== DATASET RECORDS

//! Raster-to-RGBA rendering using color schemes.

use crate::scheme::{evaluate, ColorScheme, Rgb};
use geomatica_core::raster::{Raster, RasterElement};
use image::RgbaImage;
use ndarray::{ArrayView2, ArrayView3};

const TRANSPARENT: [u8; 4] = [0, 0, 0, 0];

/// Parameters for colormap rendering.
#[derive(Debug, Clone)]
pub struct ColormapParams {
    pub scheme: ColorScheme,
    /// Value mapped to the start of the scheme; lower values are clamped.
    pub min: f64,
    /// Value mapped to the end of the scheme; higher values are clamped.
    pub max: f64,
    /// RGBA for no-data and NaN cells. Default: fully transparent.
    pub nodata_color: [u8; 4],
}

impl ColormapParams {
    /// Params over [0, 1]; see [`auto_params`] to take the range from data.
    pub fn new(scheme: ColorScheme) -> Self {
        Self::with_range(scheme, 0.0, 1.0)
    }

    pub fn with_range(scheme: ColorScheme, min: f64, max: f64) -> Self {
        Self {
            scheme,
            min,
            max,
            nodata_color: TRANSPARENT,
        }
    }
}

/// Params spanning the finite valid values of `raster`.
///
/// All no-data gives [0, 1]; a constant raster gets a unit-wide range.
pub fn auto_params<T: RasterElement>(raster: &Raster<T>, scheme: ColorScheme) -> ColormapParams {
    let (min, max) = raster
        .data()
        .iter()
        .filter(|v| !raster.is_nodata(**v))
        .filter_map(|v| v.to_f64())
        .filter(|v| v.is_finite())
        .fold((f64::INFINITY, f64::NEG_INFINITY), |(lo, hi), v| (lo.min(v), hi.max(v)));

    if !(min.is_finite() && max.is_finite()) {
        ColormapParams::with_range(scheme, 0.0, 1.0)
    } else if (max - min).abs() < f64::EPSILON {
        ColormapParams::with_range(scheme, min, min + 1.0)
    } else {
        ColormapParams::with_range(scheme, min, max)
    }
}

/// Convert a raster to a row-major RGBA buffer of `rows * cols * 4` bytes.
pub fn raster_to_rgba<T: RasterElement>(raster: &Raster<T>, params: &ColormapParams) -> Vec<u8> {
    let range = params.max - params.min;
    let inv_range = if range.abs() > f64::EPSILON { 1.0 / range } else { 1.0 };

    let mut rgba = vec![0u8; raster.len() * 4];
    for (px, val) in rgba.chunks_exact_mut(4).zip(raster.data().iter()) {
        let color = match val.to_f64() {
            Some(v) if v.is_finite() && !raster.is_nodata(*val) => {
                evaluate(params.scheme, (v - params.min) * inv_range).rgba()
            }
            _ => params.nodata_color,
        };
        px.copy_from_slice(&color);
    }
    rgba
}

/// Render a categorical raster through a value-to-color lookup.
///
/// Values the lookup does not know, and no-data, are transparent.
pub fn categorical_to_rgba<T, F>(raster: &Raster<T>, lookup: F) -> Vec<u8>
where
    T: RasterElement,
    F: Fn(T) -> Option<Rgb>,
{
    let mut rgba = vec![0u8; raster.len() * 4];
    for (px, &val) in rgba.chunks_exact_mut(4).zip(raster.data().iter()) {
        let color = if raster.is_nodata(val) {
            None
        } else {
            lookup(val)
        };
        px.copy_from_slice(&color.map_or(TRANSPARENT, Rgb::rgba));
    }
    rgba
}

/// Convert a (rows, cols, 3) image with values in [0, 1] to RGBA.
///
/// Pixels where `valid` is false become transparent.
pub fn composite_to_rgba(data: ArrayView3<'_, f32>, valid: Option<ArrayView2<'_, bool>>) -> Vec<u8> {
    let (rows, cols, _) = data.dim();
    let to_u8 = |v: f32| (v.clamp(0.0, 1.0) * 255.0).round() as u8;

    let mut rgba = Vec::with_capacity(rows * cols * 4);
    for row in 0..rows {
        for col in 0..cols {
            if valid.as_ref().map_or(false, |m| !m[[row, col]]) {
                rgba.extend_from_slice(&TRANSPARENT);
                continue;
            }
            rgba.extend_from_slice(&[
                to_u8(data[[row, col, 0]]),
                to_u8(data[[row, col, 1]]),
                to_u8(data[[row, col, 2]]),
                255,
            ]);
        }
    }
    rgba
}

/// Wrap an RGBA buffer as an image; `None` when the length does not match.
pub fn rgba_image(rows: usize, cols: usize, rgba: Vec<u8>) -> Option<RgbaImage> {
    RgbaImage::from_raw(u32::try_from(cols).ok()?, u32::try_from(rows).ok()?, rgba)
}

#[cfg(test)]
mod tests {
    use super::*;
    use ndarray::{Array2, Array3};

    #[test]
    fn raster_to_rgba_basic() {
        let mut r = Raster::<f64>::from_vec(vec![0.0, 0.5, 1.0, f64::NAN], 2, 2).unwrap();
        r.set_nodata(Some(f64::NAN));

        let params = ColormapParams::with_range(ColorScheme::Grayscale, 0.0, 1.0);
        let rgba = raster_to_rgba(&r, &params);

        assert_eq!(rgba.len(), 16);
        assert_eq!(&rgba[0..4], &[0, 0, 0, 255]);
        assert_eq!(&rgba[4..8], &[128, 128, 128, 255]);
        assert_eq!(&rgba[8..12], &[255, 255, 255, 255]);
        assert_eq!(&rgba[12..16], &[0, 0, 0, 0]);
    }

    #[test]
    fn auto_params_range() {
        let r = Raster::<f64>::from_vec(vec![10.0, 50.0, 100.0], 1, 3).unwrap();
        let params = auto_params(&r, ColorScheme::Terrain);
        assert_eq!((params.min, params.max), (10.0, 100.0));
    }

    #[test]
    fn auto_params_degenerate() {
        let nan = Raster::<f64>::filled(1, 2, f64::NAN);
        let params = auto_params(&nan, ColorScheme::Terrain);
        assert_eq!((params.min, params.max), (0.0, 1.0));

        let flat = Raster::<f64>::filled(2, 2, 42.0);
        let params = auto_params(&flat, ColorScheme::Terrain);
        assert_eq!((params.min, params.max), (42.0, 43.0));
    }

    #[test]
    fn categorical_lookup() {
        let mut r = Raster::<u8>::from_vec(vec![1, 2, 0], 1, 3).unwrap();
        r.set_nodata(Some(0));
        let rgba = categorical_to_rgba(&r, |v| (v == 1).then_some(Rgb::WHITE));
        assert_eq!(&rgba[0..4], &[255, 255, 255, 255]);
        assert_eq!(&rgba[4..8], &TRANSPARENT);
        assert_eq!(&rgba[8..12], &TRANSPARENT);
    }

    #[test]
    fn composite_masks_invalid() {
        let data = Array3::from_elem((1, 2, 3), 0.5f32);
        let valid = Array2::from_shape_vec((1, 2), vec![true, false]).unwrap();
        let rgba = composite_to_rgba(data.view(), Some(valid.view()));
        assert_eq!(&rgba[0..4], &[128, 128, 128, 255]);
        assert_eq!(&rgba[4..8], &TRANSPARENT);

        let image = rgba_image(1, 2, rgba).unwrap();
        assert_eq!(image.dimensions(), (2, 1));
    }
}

====

*WORK INSTRUCTIONS*: Where does the word "cols" appear in the records above? Return every line that holds it.

*RESPONSE BOX*:
/// Convert a raster to a row-major RGBA buffer of `rows * cols * 4` bytes.
/// Convert a (rows, cols, 3) image with values in [0, 1] to RGBA.
    let (rows, cols, _) = data.dim();
    let mut rgba = Vec::with_capacity(rows * cols * 4);
        for col in 0..cols {
pub fn rgba_image(rows: usize, cols: usize, rgba: Vec<u8>) -> Option<RgbaImage> {
    RgbaImage::from_raw(u32::try_from(cols).ok()?, u32::try_from(rows).ok()?, rgba)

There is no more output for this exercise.